Freddie Gray Stands Fast on Her Handling of Sebring Scandal, OPS School Board President Survives Vote to Continue Her Mission
©by Leo Adam Biga
Originally appeared in The Reader (www.thereader.com)
Freddie Gray knows being second-guessed and scrutinized comes with the job of Omaha Public School Board President. But when she came under fire over her handling of the Nancy Sebring scandal she got more than she bargained for, including allegations she’d violated the public trust and calls for her resignation or removal.
Sebring is the former Des Moines Public Schools superintendent OPS hired in the spring only to resign after sexually charged emails she exchanged with her lover became public.
The controversy about what Gray did and didn’t do in response to the scandal culminated at an August 6 school board meeting where a special vote retained her by an 8 to 4 count.

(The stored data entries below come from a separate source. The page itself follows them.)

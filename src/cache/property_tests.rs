//! Property-Based Tests for Cache Module
//!
//! Uses proptest to check freshness, replacement and statistics invariants.

use chrono::{DateTime, Duration, TimeZone, Utc};
use proptest::prelude::*;
use serde_json::json;
use std::collections::HashMap;

use crate::cache::{Cache, CachedValue};

// == Strategies ==
/// Generates document keys
fn key_strategy() -> impl Strategy<Value = String> {
    "[a-zA-Z0-9_]{1,16}".prop_map(|s| s)
}

/// Generates a cached result, either a small document or a "not found"
fn cached_value_strategy() -> impl Strategy<Value = CachedValue> {
    prop_oneof![
        any::<i64>().prop_map(|n| CachedValue::found(json!({ "n": n }))),
        Just(CachedValue::NotFound),
    ]
}

fn epoch() -> DateTime<Utc> {
    Utc.timestamp_opt(1_500_000_000, 0).unwrap()
}

#[derive(Debug, Clone)]
enum CacheOp {
    Fill { key: String, value: CachedValue },
    Lookup { key: String },
    Clear,
}

fn cache_op_strategy() -> impl Strategy<Value = CacheOp> {
    prop_oneof![
        (key_strategy(), cached_value_strategy())
            .prop_map(|(key, value)| CacheOp::Fill { key, value }),
        key_strategy().prop_map(|key| CacheOp::Lookup { key }),
        Just(CacheOp::Clear),
    ]
}

proptest! {
    #![proptest_config(ProptestConfig::with_cases(100))]

    // An entry filled at t0 with TTL T is returned for every instant in
    // [t0, t0+T) and is a miss from t0+T onwards.
    #[test]
    fn prop_freshness_window(
        key in key_strategy(),
        value in cached_value_strategy(),
        ttl_ms in 1i64..100_000,
        offset_ms in 0i64..200_000,
    ) {
        let cache = Cache::new();
        let t0 = epoch();
        let ttl = Duration::milliseconds(ttl_ms);

        cache.fill(&key, value.clone(), t0, ttl);
        let found = cache.lookup(&key, t0 + Duration::milliseconds(offset_ms));

        if offset_ms < ttl_ms {
            prop_assert_eq!(found.map(|e| e.value), Some(value));
        } else {
            prop_assert!(found.is_none(), "Entry should be stale after its TTL");
        }
    }

    // The last fill for a key always wins, and there is never more than one
    // entry per key.
    #[test]
    fn prop_last_fill_wins(
        key in key_strategy(),
        values in prop::collection::vec(cached_value_strategy(), 1..10),
    ) {
        let cache = Cache::new();
        let t0 = epoch();

        for value in &values {
            cache.fill(&key, value.clone(), t0, Duration::seconds(1));
        }

        let entry = cache.lookup(&key, t0).unwrap();
        prop_assert_eq!(Some(entry.value), values.last().cloned());
        prop_assert_eq!(cache.len(), 1);
    }

    // Against a model map, lookups agree and the statistics add up.
    #[test]
    fn prop_matches_model(ops in prop::collection::vec(cache_op_strategy(), 1..50)) {
        let cache = Cache::new();
        let t0 = epoch();
        let mut model: HashMap<String, CachedValue> = HashMap::new();
        let mut expected_fills: u64 = 0;
        let mut expected_lookups: u64 = 0;

        for op in ops {
            match op {
                CacheOp::Fill { key, value } => {
                    cache.fill(&key, value.clone(), t0, Duration::seconds(1));
                    model.insert(key, value);
                    expected_fills += 1;
                }
                CacheOp::Lookup { key } => {
                    let got = cache.lookup(&key, t0).map(|e| e.value);
                    prop_assert_eq!(got, model.get(&key).cloned());
                    expected_lookups += 1;
                }
                CacheOp::Clear => {
                    prop_assert_eq!(cache.clear(), model.len());
                    model.clear();
                }
            }
        }

        let stats = cache.stats();
        prop_assert_eq!(stats.fills, expected_fills);
        prop_assert_eq!(stats.hits + stats.negative_hits + stats.misses, expected_lookups);
        prop_assert_eq!(stats.total_entries, model.len());
    }

    // Purging at an instant removes exactly the entries stale at that instant.
    #[test]
    fn prop_purge_removes_only_stale(
        ttls in prop::collection::vec(1i64..10_000, 1..20),
        at_ms in 0i64..10_000,
    ) {
        let cache = Cache::new();
        let t0 = epoch();

        for (i, ttl_ms) in ttls.iter().enumerate() {
            cache.fill(&format!("key{}", i), CachedValue::NotFound, t0, Duration::milliseconds(*ttl_ms));
        }

        let expected = ttls.iter().filter(|ttl_ms| **ttl_ms <= at_ms).count();
        let removed = cache.purge_expired(t0 + Duration::milliseconds(at_ms));

        prop_assert_eq!(removed, expected);
        prop_assert_eq!(cache.len(), ttls.len() - expected);
    }
}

Until the blow up Gray slipped under the radar as a veteran but low profile public servant. She certainly never found herself on the hot seat quite like this. Often overshadowed by her husband, Omaha city councilman and former television journalist Ben Gray, she endured a public referendum on her character despite a seven month record as board president even her detractors don’t fault.
Gray was appointed to the board in February 2008 to replace Karen Shepard and ran unopposed that fall to retain the seat. She serves on local, state and national education initiative boards. Her Omaha school board peers thought enough of her to name her president at the start of 2012. Amidst the recent storm that led to Gray facing removal she refused to say she erred and balked at apologizing.
“Whatever the pleasure of the board was going to be that night it was something I needed to live with,” she says, “but I was not going to compromise my integrity and myself and say I was wrong when that’s not true.
“You can’t buy me that way. I did the right thing, I know I did the right thing.”
Gray asserts she and OPS board counsel Elizabeth Eynon-Korkda acted properly based on what they knew at the time about the nature of Sebring’s emails. Gray says she and Eynon-Korkda treated the matter as a personnel issue and therefore outside the board’s purview because Sebring was already a district employee when the emails surfaced as an issue.
“The personnel issue was the context of what was done and why it was done the way it was done,” says Gray, adding she “didn’t want to poison the well” and risk biasing the board should Sebring come before a termination hearing
When the full extent of the sexually charged emails came to light, Sebring stepped aside.
Gray can live with the “differing views” critics voice but she describes as “troubling” and “disturbing” the anonymous, expletive-filled postal letters and phone messages she says she’s received at home.
“There are people who took advantage of the situation. They didn’t talk about what the issue was, it was just name calling, ugliness. I have grandchildren that were exposed to language totally inappropriate for them to hear.
“I just find those people to be real cowards. You know, if you’ve got something to say to me then man up or woman up and say it to me.”
The negativity was counterbalanced by expressions of support, including her mate’s presence at the July 30 and August 6 school board meetings.
“I have a fabulous husband. He was very supportive. My family of course, not just my children but my sisters, my nieces and nephews. my extended family in Cleveland. The prayer chains people had going on. I had so many emails, phone messages, Facebook posts from people saying they had my back.”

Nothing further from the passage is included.